А пока… А пока медики пишут в его летной книжке: годен к полетам без ограничений, — он будет летать только на истребителях. Он не фанатик и не чудак. Просто он считает, что ему повезло; просто он — летчик-истребитель. А бомбардировщики или транспортные самолеты от него никуда не уйдут: жизнь продолжается и после сорока.
Говорят, кто раз поднялся в небо, того будет тянуть туда всю жизнь. И это правда. Во всяком случае, для большинства. Власть над машиной, а вместе с ней над высотой и пространством привораживает крепче любого волшебного зелья. Правда и то, что, если ты стал летчиком-истребителем, никакой другой вид авиации тебя не устроит. Высокие скорости, свобода маневра, обостренное чувство, что ты в кабине один и все зависит лишь от тебя самого, создают ни с чем не сравнимое ощущение полноты бытия, глубинной уверенности в собственных силах.
Подростков воспитывают посредством доверия.

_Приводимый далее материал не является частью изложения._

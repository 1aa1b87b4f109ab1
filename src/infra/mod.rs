//! Infrastructure adapters and runtime bootstrap.

pub mod db;
pub mod error;
pub mod links;
pub mod mail;
pub mod telemetry;
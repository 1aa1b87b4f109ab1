use async_trait::async_trait;
use time::OffsetDateTime;

use crate::{
    application::repos::{RepoError, StatsRepo},
    domain::{
        entities::{StatCounterRecord, StatCounts},
        types::StatKind,
    },
};

use super::{PostgresRepositories, map_sqlx_error};

#[derive(sqlx::FromRow)]
struct StatCounterRow {
    step_id: i64,
    enrollment_id: i64,
    sent: i64,
    opened: i64,
    clicked: i64,
    unsubscribed: i64,
    stopped: i64,
    redirected: i64,
    created_at: OffsetDateTime,
    updated_at: OffsetDateTime,
}

impl From<StatCounterRow> for StatCounterRecord {
    fn from(row: StatCounterRow) -> Self {
        Self {
            step_id: row.step_id,
            enrollment_id: row.enrollment_id,
            counts: StatCounts {
                sent: row.sent,
                opened: row.opened,
                clicked: row.clicked,
                unsubscribed: row.unsubscribed,
                stopped: row.stopped,
                redirected: row.redirected,
            },
            created_at: row.created_at,
            updated_at: row.updated_at,
        }
    }
}

#[derive(sqlx::FromRow)]
struct StatTotalsRow {
    sent: i64,
    opened: i64,
    clicked: i64,
    unsubscribed: i64,
    stopped: i64,
    redirected: i64,
}

#[async_trait]
impl StatsRepo for PostgresRepositories {
    async fn increment(
        &self,
        step_id: i64,
        enrollment_id: i64,
        kind: StatKind,
    ) -> Result<(), RepoError> {
        let column = kind.column();
        let sql = format!(
            "INSERT INTO stat_counters (step_id, enrollment_id, {column}) VALUES ($1, $2, 1) \
             ON CONFLICT (step_id, enrollment_id) \
             DO UPDATE SET {column} = stat_counters.{column} + 1, updated_at = now()"
        );
        sqlx::query(&sql)
            .bind(step_id)
            .bind(enrollment_id)
            .execute(self.pool())
            .await
            .map_err(map_sqlx_error)?;
        Ok(())
    }

    async fn find_counter(
        &self,
        step_id: i64,
        enrollment_id: i64,
    ) -> Result<Option<StatCounterRecord>, RepoError> {
        let row = sqlx::query_as::<_, StatCounterRow>(
            r#"
            SELECT step_id, enrollment_id, sent, opened, clicked, unsubscribed, stopped,
                   redirected, created_at, updated_at
            FROM stat_counters
            WHERE step_id = $1 AND enrollment_id = $2
            "#,
        )
        .bind(step_id)
        .bind(enrollment_id)
        .fetch_optional(self.pool())
        .await
        .map_err(map_sqlx_error)?;
        Ok(row.map(StatCounterRecord::from))
    }

    async fn totals_for_step(&self, step_id: i64) -> Result<StatCounts, RepoError> {
        let row = sqlx::query_as::<_, StatTotalsRow>(
            r#"
            SELECT COALESCE(SUM(sent), 0)::BIGINT AS sent,
                   COALESCE(SUM(opened), 0)::BIGINT AS opened,
                   COALESCE(SUM(clicked), 0)::BIGINT AS clicked,
                   COALESCE(SUM(unsubscribed), 0)::BIGINT AS unsubscribed,
                   COALESCE(SUM(stopped), 0)::BIGINT AS stopped,
                   COALESCE(SUM(redirected), 0)::BIGINT AS redirected
            FROM stat_counters
            WHERE step_id = $1
            "#,
        )
        .bind(step_id)
        .fetch_one(self.pool())
        .await
        .map_err(map_sqlx_error)?;

        Ok(StatCounts {
            sent: row.sent,
            opened: row.opened,
            clicked: row.clicked,
            unsubscribed: row.unsubscribed,
            stopped: row.stopped,
            redirected: row.redirected,
        })
    }
}
//! Output writer: records or usernames to json / csv / txt / jsonl.
//!
//! Parent directories are created first. Any I/O failure is returned as
//! `ScrapeError::Write`; a partially written file is left in place.

use crate::config::{DataShape, FileFormat};
use crate::error::{ScrapeError, ScrapeResult};
use crate::record::CommentRecord;
use crate::util::create_with_backoff;
use serde_json::{Map, Value};
use std::fs;
use std::io::{self, BufWriter, Write};
use std::path::Path;
use time::format_description::well_known::Rfc3339;
use time::OffsetDateTime;

const WRITE_BUF_BYTES: usize = 256 * 1024;

pub const DETAILED_CSV_HEADER: [&str; 6] = ["id", "username", "text", "like_count", "created_at", "reply_count"];

/// What gets written. The variant decides the data shape.
#[derive(Clone, Copy, Debug)]
pub enum Payload<'a> {
    Records(&'a [CommentRecord]),
    Usernames(&'a [String]),
}

impl Payload<'_> {
    pub fn shape(&self) -> DataShape {
        match self {
            Payload::Records(_) => DataShape::Detailed,
            Payload::Usernames(_) => DataShape::Usernames,
        }
    }

    pub fn len(&self) -> usize {
        match self {
            Payload::Records(r) => r.len(),
            Payload::Usernames(u) => u.len(),
        }
    }

    pub fn is_empty(&self) -> bool {
        self.len() == 0
    }
}

#[derive(Clone, Copy, Debug, Default)]
pub struct OutputOptions {
    /// Write `created_at` as RFC3339 instead of unix seconds (json, jsonl, csv).
    pub human_timestamps: bool,
}

/// Serialize `payload` to `path` in `format`. Returns the number of entries written.
pub fn write_output(path: &Path, format: FileFormat, payload: Payload<'_>, opts: OutputOptions) -> ScrapeResult<usize> {
    if let Some(parent) = path.parent().filter(|p| !p.as_os_str().is_empty()) {
        fs::create_dir_all(parent).map_err(|e| ScrapeError::write(parent, e))?;
    }
    let file = create_with_backoff(path, 16, 50).map_err(|e| ScrapeError::write(path, e))?;
    let mut w = BufWriter::with_capacity(WRITE_BUF_BYTES, file);

    write_payload(&mut w, format, payload, opts)
        .and_then(|_| w.flush())
        .map_err(|e| ScrapeError::write(path, e))?;

    tracing::debug!(path = %path.display(), shape = %payload.shape(), %format, entries = payload.len(), "output written");
    Ok(payload.len())
}

/// Serialize into any writer; `write_output` wraps this with file handling.
pub fn write_payload<W: Write>(w: &mut W, format: FileFormat, payload: Payload<'_>, opts: OutputOptions) -> io::Result<()> {
    match (payload, format) {
        (Payload::Usernames(names), FileFormat::Json) => {
            serde_json::to_writer_pretty(&mut *w, names)?;
        }
        (Payload::Usernames(names), FileFormat::Jsonl) => {
            for n in names {
                serde_json::to_writer(&mut *w, n)?;
                w.write_all(b"\n")?;
            }
        }
        (Payload::Usernames(names), FileFormat::Csv) => {
            let mut csv = csv::Writer::from_writer(&mut *w);
            csv.write_record(["username"])?;
            for n in names {
                csv.write_record([n])?;
            }
            csv.flush()?;
        }
        (Payload::Usernames(names), FileFormat::Txt) => {
            for n in names {
                writeln!(w, "{n}")?;
            }
        }
        (Payload::Records(records), FileFormat::Json) => {
            let values = records.iter().map(|r| record_value(r, opts)).collect::<io::Result<Vec<_>>>()?;
            serde_json::to_writer_pretty(&mut *w, &values)?;
        }
        (Payload::Records(records), FileFormat::Jsonl) => {
            for r in records {
                serde_json::to_writer(&mut *w, &record_value(r, opts)?)?;
                w.write_all(b"\n")?;
            }
        }
        (Payload::Records(records), FileFormat::Csv) => {
            let mut csv = csv::Writer::from_writer(&mut *w);
            csv.write_record(DETAILED_CSV_HEADER)?;
            for r in records {
                csv.write_record(csv_row(r, opts))?;
            }
            csv.flush()?;
        }
        (Payload::Records(records), FileFormat::Txt) => {
            for r in records {
                writeln!(w, "{}", txt_line(r))?;
            }
        }
    }
    Ok(())
}

/// Newlines become spaces, then surrounding whitespace is trimmed.
pub fn collapse_newlines(text: &str) -> String {
    text.replace("\r\n", " ").replace(['\n', '\r'], " ").trim().to_string()
}

fn csv_row(r: &CommentRecord, opts: OutputOptions) -> [String; 6] {
    [
        r.id.clone().unwrap_or_default(),
        r.username.clone().unwrap_or_default(),
        collapse_newlines(r.text.as_deref().unwrap_or("")),
        r.like_count.map(|n| n.to_string()).unwrap_or_default(),
        r.created_at.map(|ts| format_timestamp(ts, opts.human_timestamps)).unwrap_or_default(),
        r.reply_count().to_string(),
    ]
}

fn txt_line(r: &CommentRecord) -> String {
    fn or_none<T: ToString>(v: Option<T>) -> String {
        v.map(|x| x.to_string()).unwrap_or_else(|| "None".to_string())
    }
    format!(
        "@{}: {} (likes={})",
        or_none(r.username.as_deref()),
        or_none(r.text.as_deref()),
        or_none(r.like_count)
    )
}

fn format_timestamp(ts: i64, human: bool) -> String {
    if human {
        if let Some(s) = OffsetDateTime::from_unix_timestamp(ts).ok().and_then(|dt| dt.format(&Rfc3339).ok()) {
            return s;
        }
    }
    ts.to_string()
}

fn apply_human_timestamp_in_place(map: &mut Map<String, Value>, key: &str) {
    if let Some(v) = map.get_mut(key) {
        if let Some(n) = v.as_i64() {
            if let Ok(dt) = OffsetDateTime::from_unix_timestamp(n) {
                if let Ok(s) = dt.format(&Rfc3339) {
                    *v = Value::String(s);
                }
            }
        }
    }
}

fn record_value(r: &CommentRecord, opts: OutputOptions) -> io::Result<Value> {
    let mut val = serde_json::to_value(r)?;
    if opts.human_timestamps {
        if let Some(obj) = val.as_object_mut() {
            apply_human_timestamp_in_place(obj, "created_at");
            if let Some(Value::Array(replies)) = obj.get_mut("replies") {
                for reply in replies.iter_mut().filter_map(Value::as_object_mut) {
                    apply_human_timestamp_in_place(reply, "created_at");
                }
            }
        }
    }
    Ok(val)
}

Мужчиной становятся через чувство ответственности. Там, где ее нет, человек набирает возраст, но не взрослеет. Подлинная мужская зрелость приходит лишь вместе с уверенностью в себе. С сознанием того, что ты можешь на себя положиться — ты и те, кто рядом с тобой. Но для этого нужно испытать свои силы, необходима борьба с трудностями, и прежде всего с самим собой. Все это с избытком дает профессия летчика-истребителя. Мера личной ответственности здесь необычайно высока.
Конечно, наивно было бы считать, будто летчик-истребитель предоставлен только самому себе. У него постоянная связь с землей, программа полета обычно продумана и определена до того, как он оторвет машину с полосы аэродрома. И все же предусмотреть заранее многого нельзя. Я уж не говорю о непредсказуемости поведения вероятного противника. А ведь именно из-за вероятности встречи с ним несут боевое дежурство истребители-перехватчики. Но только этим дело отнюдь не исчерпывается. Неожиданный поворот событий нередко подстерегает летчика-истребителя, казалось бы, в самой мирной, в самой обыденной обстановке. И он постоянно должен быть к нему готов.